First, the generative network is fed random noise with a length of 100 data points. The generated signal with a length of 1024 data points is output after five deconvolution units. The generated and real signals are then fed into the discriminant network. The true and false information for the signal is finally output after three convolution units and a full connection layer with a total of 128 neurons.

3.3.2. Training Process

Figure 4 illustrates the training process for GANs. The training procedure for this network is detailed below.

Train the generated network. A generated network (generator) tries its best to generate false pictures that are approximately true from random noise. As illustrated in Figure 8, the discriminant network’s parameter training process is frozen, and only the generated network is updated (a). The generated network’s input is random noise, and its label is true (1). The output is either true or false information (0/1); to be more specific, the generator generates a false signal, sends it to the discriminator, and trains the generator according to the determination result (note that the parameters of the discriminator should not be updated at this time);
Train the discriminant network. A discriminant network (decision maker) tries its best to distinguish between real pictures and false signals (signals generated by the generator). The parameters of the generated network are frozen, and only the discriminant network’s parameter training process is updated, as illustrated in Figure 8b. A discriminant network has two types of input. One is the signal generated by random noise passing through the generated network, and its associated label is false (0). One is a real signal, and the label to which it corresponds is real (1). The output is either true or false information (0/1). To be more specific: first, send a real signal to the discriminator, mark the sample as true, and train the discriminator; second, the generator generates a false signal, sends it to the discriminator, marks the sample as false, and trains the discriminator;
Repeat steps 1 and 2 in sequence until convergence occurs. The generated signal becomes increasingly close to the real signal through continuous confrontation between the generated network and the discriminant network.
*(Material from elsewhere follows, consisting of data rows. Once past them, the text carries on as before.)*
//! Simple CLI configuration loader for toolflow
//!
//! Implements single-source priority loading with flag overrides:
//! 1. --config file/dir (highest priority)
//! 2. Current working directory: ./toolflow.json or ./.toolflow/config.json
//! 3. Git repository root: <repo_root>/.toolflow/config.json
//! 4. XDG config: $XDG_CONFIG_HOME/toolflow/config.json or the platform config dir
//! 5. Environment variables only (no files)
//!
//! A missing API key is not an error: the workflow then runs without an LLM.

use anyhow::{anyhow, Context, Result};
use serde::{Deserialize, Serialize};
use std::collections::HashMap;
use std::path::{Path, PathBuf};
use toolflow_core::{ModelParams, Protocol, ResolvedLlmConfig, WorkflowConfig};
use tracing::{debug, info, warn};

const CONFIG_FILE_NAME: &str = "toolflow.json";
const CONFIG_DIR_NAME: &str = ".toolflow";

/// Raw configuration file format
#[derive(Debug, Clone, Default, Serialize, Deserialize)]
pub struct RawConfig {
    /// LLM connection settings (optional)
    #[serde(default)]
    pub llm: Option<RawLlmConfig>,
    /// Workflow settings
    #[serde(default)]
    pub workflow: WorkflowConfig,
}

/// LLM section of the configuration file
#[derive(Debug, Clone, Default, Serialize, Deserialize)]
pub struct RawLlmConfig {
    /// Protocol to use
    pub protocol: Option<String>,
    /// API key (can be "env:VAR_NAME" for environment variable)
    pub api_key: Option<String>,
    /// Base URL (optional, uses protocol default if not specified)
    pub base_url: Option<String>,
    /// Model name (optional, uses protocol default if not specified)
    pub model: Option<String>,
    /// Model parameters (optional)
    #[serde(default)]
    pub params: ModelParams,
    /// Additional headers (optional)
    #[serde(default)]
    pub headers: HashMap<String, String>,
    /// PEM bundle with extra root certificates (optional)
    pub ca_bundle: Option<PathBuf>,
}

/// Fully loaded CLI configuration
#[derive(Debug, Clone)]
pub struct CliConfig {
    /// Resolved LLM configuration, `None` when no credentials were found
    pub llm: Option<ResolvedLlmConfig>,
    /// Workflow settings
    pub workflow: WorkflowConfig,
    /// File the configuration came from, if any
    pub source: Option<PathBuf>,
}

/// CLI configuration loader
#[derive(Default)]
pub struct CliConfigLoader {
    /// Override config file/directory path
    config_override: Option<PathBuf>,
    /// Flag overrides
    protocol_override: Option<String>,
    api_key_override: Option<String>,
    base_url_override: Option<String>,
    model_override: Option<String>,
    /// Skip environment lookups (tests)
    ignore_env: bool,
}

impl CliConfigLoader {
    /// Create a new loader
    pub fn new() -> Self {
        Self::default()
    }

    /// Set config file/directory override
    pub fn with_config_override(mut self, path: PathBuf) -> Self {
        self.config_override = Some(path);
        self
    }

    /// Set protocol override
    pub fn with_protocol_override(mut self, protocol: String) -> Self {
        self.protocol_override = Some(protocol);
        self
    }

    /// Set API key override
    pub fn with_api_key_override(mut self, api_key: String) -> Self {
        self.api_key_override = Some(api_key);
        self
    }

    /// Set base URL override
    pub fn with_base_url_override(mut self, base_url: String) -> Self {
        self.base_url_override = Some(base_url);
        self
    }

    /// Set model override
    pub fn with_model_override(mut self, model: String) -> Self {
        self.model_override = Some(model);
        self
    }

    #[cfg(test)]
    fn without_env(mut self) -> Self {
        self.ignore_env = true;
        self
    }

    /// Load and resolve configuration
    pub async fn load(&self) -> Result<CliConfig> {
        // Step 1: Find and load base configuration
        let (raw, source) = if let Some(override_path) = &self.config_override {
            let (raw, path) = self.load_from_path(override_path).await.with_context(|| {
                format!(
                    "Failed to load config from override path: {}",
                    override_path.display()
                )
            })?;
            (raw, Some(path))
        } else {
            match self.search_and_load().await? {
                Some((raw, path)) => (raw, Some(path)),
                None => (RawConfig::default(), None),
            }
        };

        if let Some(path) = &source {
            debug!("Loaded configuration from {}", path.display());
        }

        // Step 2: Fall back to environment variables for the LLM section
        let mut llm = match raw.llm {
            Some(llm) => llm,
            None => self.llm_from_env(),
        };

        // Step 3: Apply flag overrides
        if let Some(protocol) = &self.protocol_override {
            llm.protocol = Some(protocol.clone());
        }
        if let Some(api_key) = &self.api_key_override {
            llm.api_key = Some(api_key.clone());
        }
        if let Some(base_url) = &self.base_url_override {
            llm.base_url = Some(base_url.clone());
        }
        if let Some(model) = &self.model_override {
            llm.model = Some(model.clone());
        }

        // Step 4: Resolve to final configuration
        Ok(CliConfig {
            llm: self.resolve_llm(llm)?,
            workflow: raw.workflow,
            source,
        })
    }

    /// Search for config in priority order
    async fn search_and_load(&self) -> Result<Option<(RawConfig, PathBuf)>> {
        let mut candidates = Vec::new();

        let cwd = std::env::current_dir()?;
        candidates.push(cwd.join(CONFIG_FILE_NAME));
        candidates.push(cwd.join(CONFIG_DIR_NAME).join("config.json"));

        if let Some(git_root) = find_git_root(&cwd) {
            candidates.push(git_root.join(CONFIG_DIR_NAME).join("config.json"));
        }

        if let Some(config_dir) = self.xdg_config_dir() {
            candidates.push(config_dir.join("toolflow").join("config.json"));
        }

        for path in candidates {
            if path.is_file() {
                let raw = load_file(&path).await?;
                return Ok(Some((raw, path)));
            }
        }

        Ok(None)
    }

    /// Load configuration from a specific path (file or directory)
    async fn load_from_path(&self, path: &Path) -> Result<(RawConfig, PathBuf)> {
        if path.is_file() {
            Ok((load_file(path).await?, path.to_path_buf()))
        } else if path.is_dir() {
            let config_file = path.join("config.json");
            if config_file.exists() {
                Ok((load_file(&config_file).await?, config_file))
            } else {
                Err(anyhow!(
                    "No config.json found in directory: {}",
                    path.display()
                ))
            }
        } else {
            Err(anyhow!("Config path does not exist: {}", path.display()))
        }
    }

    /// Build the LLM section from environment variables
    fn llm_from_env(&self) -> RawLlmConfig {
        let openai_key = self.env("OPENAI_API_KEY");
        let anthropic_key = self.env("ANTHROPIC_API_KEY");

        let protocol = self
            .protocol_override
            .clone()
            .or_else(|| self.env("TOOLFLOW_PROTOCOL"))
            .or_else(|| match (&openai_key, &anthropic_key) {
                (None, Some(_)) => Some("anthropic".to_string()),
                _ => None,
            })
            .unwrap_or_else(|| "openai".to_string());

        let api_key = match Protocol::parse(&protocol) {
            Protocol::Anthropic => anthropic_key,
            _ => openai_key,
        };

        RawLlmConfig {
            protocol: Some(protocol),
            api_key,
            base_url: self.env("TOOLFLOW_BASE_URL"),
            model: self.env("TOOLFLOW_MODEL"),
            params: ModelParams::default(),
            headers: HashMap::new(),
            ca_bundle: self.env("TOOLFLOW_CA_BUNDLE").map(PathBuf::from),
        }
    }

    /// Resolve the raw LLM section; `None` means no usable API key
    fn resolve_llm(&self, raw: RawLlmConfig) -> Result<Option<ResolvedLlmConfig>> {
        let protocol = Protocol::parse(raw.protocol.as_deref().unwrap_or("openai"));

        // Resolve API key (handle env: prefix)
        let api_key = match raw.api_key {
            Some(key) => match key.strip_prefix("env:") {
                Some(var_name) => {
                    let value = self.env(var_name);
                    if value.is_none() {
                        warn!("Environment variable not found: {}", var_name);
                    }
                    value
                }
                None => Some(key),
            },
            None => None,
        };

        let Some(api_key) = api_key.filter(|key| !key.trim().is_empty()) else {
            info!("No API key configured, responses will use raw tool results");
            return Ok(None);
        };

        let base_url = match raw.base_url {
            Some(base_url) => base_url,
            None => protocol
                .default_base_url()
                .ok_or_else(|| anyhow!("Protocol '{}' requires a base_url", protocol.as_str()))?
                .to_string(),
        };

        let model = raw
            .model
            .unwrap_or_else(|| protocol.default_model().to_string());

        let resolved = ResolvedLlmConfig::new(protocol, base_url, api_key, model)
            .with_params(raw.params)
            .with_headers(raw.headers)
            .with_ca_bundle(raw.ca_bundle);

        resolved
            .validate()
            .map_err(|e| anyhow!("Configuration validation failed: {}", e))?;

        Ok(Some(resolved))
    }

    fn env(&self, name: &str) -> Option<String> {
        if self.ignore_env {
            return None;
        }
        std::env::var(name).ok().filter(|v| !v.is_empty())
    }

    fn xdg_config_dir(&self) -> Option<PathBuf> {
        self.env("XDG_CONFIG_HOME")
            .map(PathBuf::from)
            .or_else(dirs::config_dir)
    }
}

/// Load a single config file
async fn load_file(path: &Path) -> Result<RawConfig> {
    let content = tokio::fs::read_to_string(path)
        .await
        .with_context(|| format!("Failed to read config file: {}", path.display()))?;

    serde_json::from_str(&content)
        .with_context(|| format!("Failed to parse config file: {}", path.display()))
}

/// Find git repository root
fn find_git_root(start: &Path) -> Option<PathBuf> {
    start
        .ancestors()
        .find(|dir| dir.join(".git").exists())
        .map(Path::to_path_buf)
}

#[cfg(test)]
mod tests {
    use super::*;
    use tempfile::TempDir;

    fn write_config(dir: &TempDir, json: &str) -> PathBuf {
        let path = dir.path().join("config.json");
        std::fs::write(&path, json).unwrap();
        path
    }

    #[tokio::test]
    async fn test_load_full_config_file() {
        let dir = TempDir::new().unwrap();
        let path = write_config(
            &dir,
            r#"{
                "llm": {"protocol": "anthropic", "api_key": "sk-ant-test"},
                "workflow": {"top_k": 5}
            }"#,
        );

        let config = CliConfigLoader::new()
            .without_env()
            .with_config_override(path.clone())
            .load()
            .await
            .unwrap();

        let llm = config.llm.unwrap();
        assert_eq!(llm.protocol, Protocol::Anthropic);
        assert_eq!(llm.base_url, "https://api.anthropic.com");
        assert_eq!(llm.model, "claude-3-5-sonnet-20241022");
        assert_eq!(config.workflow.top_k, 5);
        assert_eq!(config.workflow.chunk_size, 1000);
        assert_eq!(config.source, Some(path));
    }

    #[tokio::test]
    async fn test_directory_override_and_flag_overrides() {
        let dir = TempDir::new().unwrap();
        write_config(&dir, r#"{"llm": {"api_key": "sk-test"}}"#);

        let config = CliConfigLoader::new()
            .without_env()
            .with_config_override(dir.path().to_path_buf())
            .with_model_override("gpt-4o-mini".to_string())
            .with_base_url_override("http://localhost:8080/v1".to_string())
            .load()
            .await
            .unwrap();

        let llm = config.llm.unwrap();
        assert_eq!(llm.protocol, Protocol::OpenAICompat);
        assert_eq!(llm.model, "gpt-4o-mini");
        assert_eq!(llm.base_url, "http://localhost:8080/v1");
    }

    #[tokio::test]
    async fn test_missing_key_means_no_llm() {
        let dir = TempDir::new().unwrap();
        let path = write_config(&dir, r#"{"llm": {"api_key": "env:TOOLFLOW_UNSET_TEST_KEY"}}"#);

        let config = CliConfigLoader::new()
            .without_env()
            .with_config_override(path)
            .load()
            .await
            .unwrap();
        assert!(config.llm.is_none());
    }

    #[tokio::test]
    async fn test_api_key_flag_enables_llm() {
        let dir = TempDir::new().unwrap();
        let path = write_config(&dir, r#"{"workflow": {"strict_generation": true}}"#);

        let config = CliConfigLoader::new()
            .without_env()
            .with_config_override(path)
            .with_api_key_override("sk-flag".to_string())
            .load()
            .await
            .unwrap();

        assert_eq!(config.llm.map(|llm| llm.api_key), Some("sk-flag".to_string()));
        assert!(config.workflow.strict_generation);
    }

    #[tokio::test]
    async fn test_invalid_files_are_errors() {
        let dir = TempDir::new().unwrap();
        let path = write_config(&dir, "{ not json");
        let result = CliConfigLoader::new()
            .without_env()
            .with_config_override(path)
            .load()
            .await;
        assert!(result.is_err());

        let result = CliConfigLoader::new()
            .without_env()
            .with_config_override(dir.path().join("missing.json"))
            .load()
            .await;
        assert!(result.is_err());
    }

    #[tokio::test]
    async fn test_custom_protocol_requires_base_url() {
        let dir = TempDir::new().unwrap();
        let path = write_config(&dir, r#"{"llm": {"protocol": "azure_openai", "api_key": "k"}}"#);
        let result = CliConfigLoader::new()
            .without_env()
            .with_config_override(path)
            .load()
            .await;
        assert!(result.is_err());
    }

    #[test]
    fn test_find_git_root() {
        let dir = TempDir::new().unwrap();
        std::fs::create_dir(dir.path().join(".git")).unwrap();
        let nested = dir.path().join("a").join("b");
        std::fs::create_dir_all(&nested).unwrap();
        assert_eq!(find_git_root(&nested), Some(dir.path().to_path_buf()));
    }
}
In summary, the GAN training process is as follows:

(1): Randomly sample the noise data distribution, input the generation model, and obtain a set of false data, which is recorded as D(z);
(2): Randomly sample the distribution of real data as real data and record it as X;
(3): Take the data generated in one of the first two steps as the input of the discrimination network (so the input of the discrimination model is two types of data: true/false), and the output value of the discrimination network is the probability that the input belongs to the real data. Real is 1, and fake is 0;
(4): Then, calculate the loss function according to the obtained probability value;
(5): According to the loss function of the discriminant model and the generated model, the parameters of the model can be updated by using the back propagation algorithm. (First, update the parameters of the discrimination model, and then update the parameters of the generator through the noise data obtained by resampling).

The GAN network trains the generation model through the training set, and its corresponding verifier samples train the discrimination model. A new test set is used to test the model generated by the GAN network, and the final results are obtained.

4. Experimental Verification and Result Analysis

4.1. Experimental Data

The underwater echo data used in this paper are all from experimental tests conducted at the anechoic pool at the Xi’an Institute of Precision Mechanics. Figure 9 illustrates the experimental platform, with the Key Laboratory of Underwater Information and Control in Figure 9a, and the anechoic pool in Figure 9b.

Using the principal prototype of an underwater high-speed vehicle homing system, a hard-in-the-loop simulation environment for underwater targets is constructed based on the actual application environment and situation of underwater high-speed vehicles. Figure 10 depicts the pool experiment. When the underwater high-speed vehicle moves in the direction of the underwater target, it emits detection signals that are reflected by the target and converted to echo signals by the underwater high-speed vehicle’s detection system.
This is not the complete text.